Manila, 24 September 2015 - Ninety percent of working Filipinos worry about being poor and in need of money upon retirement – this is one of the key findings from a major study on retirement attitudes and expectations in East Asia conducted by The Global Aging Institute (GAI), in partnership with Pru Life UK regional headquarters Prudential Corporation Asia (PCA). From Challenge to Opportunity: Wave 2 of the East Asia Retirement Survey shows the Philippines to be second only to Vietnam (95 percent) in terms of growing anxiety about retirement prospects. This was followed by Indonesia (83 percent) South Korea (81 percent), Thailand (79 percent), Malaysia (68 percent), Singapore (66 percent), Hong Kong (64 percent), Taiwan (60 percent) and China (50 percent).

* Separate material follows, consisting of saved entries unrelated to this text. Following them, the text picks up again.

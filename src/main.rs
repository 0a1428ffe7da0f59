mod app;

use anyhow::Result;
use clap::Parser;

use app::{Cli, run};

fn main() -> Result<()> {
    let cli = Cli::parse();

    let level = if cli.verbose {
        tracing::Level::INFO
    } else {
        tracing::Level::WARN
    };

    tracing_subscriber::fmt()
        .with_env_filter(
            tracing_subscriber::EnvFilter::builder()
                .with_default_directive(level.into())
                .from_env_lossy(),
        )
        .with_writer(std::io::stderr)
        .init();

    run(&cli)
}
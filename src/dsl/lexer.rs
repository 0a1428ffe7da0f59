//! Lexer/tokenizer for the filter expression language.

use winnow::ascii::{digit1, space0};
use winnow::combinator::{alt, opt, preceded};
use winnow::prelude::*;
use winnow::token::{any, take_while};

/// Token types for the expression language.
#[derive(Debug, Clone, PartialEq)]
pub enum Token {
    // Names and literals
    Ident(String),
    Int(i64),
    Float(f64),
    Str(String),
    Bool(bool),
    Nil,

    /// Operator, symbolic or keyword: `==`, `&&`, `..`, `and`, `contains`...
    Op(&'static str),

    // Punctuation
    LParen,   // (
    RParen,   // )
    LBracket, // [
    RBracket, // ]
    Comma,    // ,
    Question, // ?
    Colon,    // :

    // End of input
    Eof,
}

type PResult<T> = Result<T, winnow::error::ErrMode<winnow::error::ContextError>>;

fn backtrack<T>() -> PResult<T> {
    Err(winnow::error::ErrMode::Backtrack(
        winnow::error::ContextError::default(),
    ))
}

const KEYWORD_OPS: [&str; 8] = [
    "and",
    "or",
    "not",
    "in",
    "matches",
    "contains",
    "startsWith",
    "endsWith",
];

/// Lex an identifier or keyword.
fn lex_word(input: &mut &str) -> PResult<Token> {
    let first = take_while(1, |c: char| c.is_ascii_alphabetic() || c == '_' || c == '$')
        .parse_next(input)?;
    let rest = take_while(0.., |c: char| {
        c.is_ascii_alphanumeric() || c == '_' || c == '$'
    })
    .parse_next(input)?;

    let word = format!("{}{}", first, rest);
    if let Some(op) = KEYWORD_OPS.iter().find(|kw| **kw == word) {
        return Ok(Token::Op(*op));
    }
    Ok(match word.as_str() {
        "true" => Token::Bool(true),
        "false" => Token::Bool(false),
        "nil" => Token::Nil,
        _ => Token::Ident(word),
    })
}

/// Lex a number (integer or float). A dot only starts a fraction when a
/// digit follows, so `1..5` lexes as `1`, `..`, `5`.
fn lex_number(input: &mut &str) -> PResult<Token> {
    let int_part = digit1.parse_next(input)?;
    let frac = opt(preceded('.', digit1)).parse_next(input)?;

    match frac {
        Some(frac) => {
            let n: f64 = format!("{}.{}", int_part, frac)
                .parse()
                .or_else(|_| backtrack())?;
            Ok(Token::Float(n))
        }
        None => {
            let n: i64 = int_part.parse().or_else(|_| backtrack())?;
            Ok(Token::Int(n))
        }
    }
}

/// Lex a single or double quoted string with backslash escapes.
fn lex_string(input: &mut &str) -> PResult<Token> {
    let quote = any
        .verify(|c: &char| *c == '"' || *c == '\'')
        .parse_next(input)?;

    let mut value = String::new();
    loop {
        match any.parse_next(input)? {
            c if c == quote => return Ok(Token::Str(value)),
            '\\' => {
                let escaped = any.parse_next(input)?;
                value.push(match escaped {
                    'n' => '\n',
                    't' => '\t',
                    'r' => '\r',
                    other => other,
                });
            }
            c => value.push(c),
        }
    }
}

/// Lex an operator symbol.
fn lex_symbol(input: &mut &str) -> PResult<Token> {
    alt((
        // Multi-char operators first
        alt((
            "==".value(Token::Op("==")),
            "!=".value(Token::Op("!=")),
            "<=".value(Token::Op("<=")),
            ">=".value(Token::Op(">=")),
            "&&".value(Token::Op("&&")),
            "||".value(Token::Op("||")),
            "..".value(Token::Op("..")),
        )),
        alt((
            "<".value(Token::Op("<")),
            ">".value(Token::Op(">")),
            "!".value(Token::Op("!")),
            "+".value(Token::Op("+")),
            "-".value(Token::Op("-")),
            "*".value(Token::Op("*")),
            "/".value(Token::Op("/")),
            "%".value(Token::Op("%")),
        )),
    ))
    .parse_next(input)
}

/// Lex punctuation.
fn lex_punct(input: &mut &str) -> PResult<Token> {
    alt((
        "(".value(Token::LParen),
        ")".value(Token::RParen),
        "[".value(Token::LBracket),
        "]".value(Token::RBracket),
        ",".value(Token::Comma),
        "?".value(Token::Question),
        ":".value(Token::Colon),
    ))
    .parse_next(input)
}

/// Lex a single token.
fn lex_token(input: &mut &str) -> PResult<Token> {
    space0.parse_next(input)?;

    if input.is_empty() {
        return Ok(Token::Eof);
    }

    alt((lex_symbol, lex_punct, lex_string, lex_number, lex_word)).parse_next(input)
}

/// Tokenize the entire input.
pub fn tokenize(input: &str) -> Result<Vec<Token>, String> {
    let mut remaining = input;
    let mut tokens = Vec::new();

    loop {
        match lex_token(&mut remaining) {
            Ok(Token::Eof) => break,
            Ok(tok) => tokens.push(tok),
            Err(e) => return Err(format!("Lexer error at '{}': {:?}", remaining, e)),
        }
    }

    tokens.push(Token::Eof);
    Ok(tokens)
}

Today’s working-age adults, who are more affluent, educated and market-oriented than their parents, are likely to arrive in retirement better prepared than today’s retirees. Yet most have good reason to worry their future retirement security. According to the survey, only 68 percent of Filipino workers expect to receive Social Security System or Pag-IBIG Fund benefits when they retire, while just 8 percent expect to receive income from financial assets like insurance or annuity products and stocks, bonds, or mutual funds. The majority of Filipino workers surveyed are anxious about exhausting their savings (89 percent), being in poor health and having no one to care for them (88 percent) and being a burden on their children (80 percent) after retiring.

The study also revealed that nearly three-fifths of Filipino retirees surveyed continue to work at least part time to supplement their income. Meanwhile, dependence on family is very high. Seventy-eight percent of elderly retirees live with their grown children, a larger share than anywhere else surveyed except Vietnam.     

Striking rejection of the family as the main source of financial support in retirement

The survey reveals that an overwhelming majority of respondents in every market reject the traditional expectation that the family should be primarily responsible for providing for the elderly.

By contrast, different markets have different views about who should take the place of the family in guaranteeing retirement security. In the Philippines, 66 percent of respondents believe that the government should be mostly responsible for providing retirement income, while 10 percent believe that the responsibility should fall upon retirees themselves. Just 8 percent think that retirement income should be the responsibility of the family. In South Korea, Singapore, Hong Kong and Taiwan, a majority or plurality of respondents (between 40 and 61 percent) feel that retirees themselves should be responsible for their own retirement income. In Malaysia, Indonesia, Vietnam, China and Thailand, a majority or plurality of respondents (between 43 and 66 per cent) feel that government should assume the primary role in retirement security.

Although the family’s role in retirement security has already diminished over the years, and most respondents want to see it shrink even further, the lack of viable alternatives to close the retirement security gap is cause for concern. Dr. Richard Jackson, founder and president of GAI, said: “The findings show that retirees in East Asia find themselves at a difficult juncture. Traditional family support networks have been weakening, yet adequate government and market substitutes have not yet been put in place. The result is growing economic vulnerability. The retirement outlook for today’s workers is brighter in most markets, but still highly uncertain. Across East Asia, workers are very anxious about their retirement prospects, but are also very eager to improve them.”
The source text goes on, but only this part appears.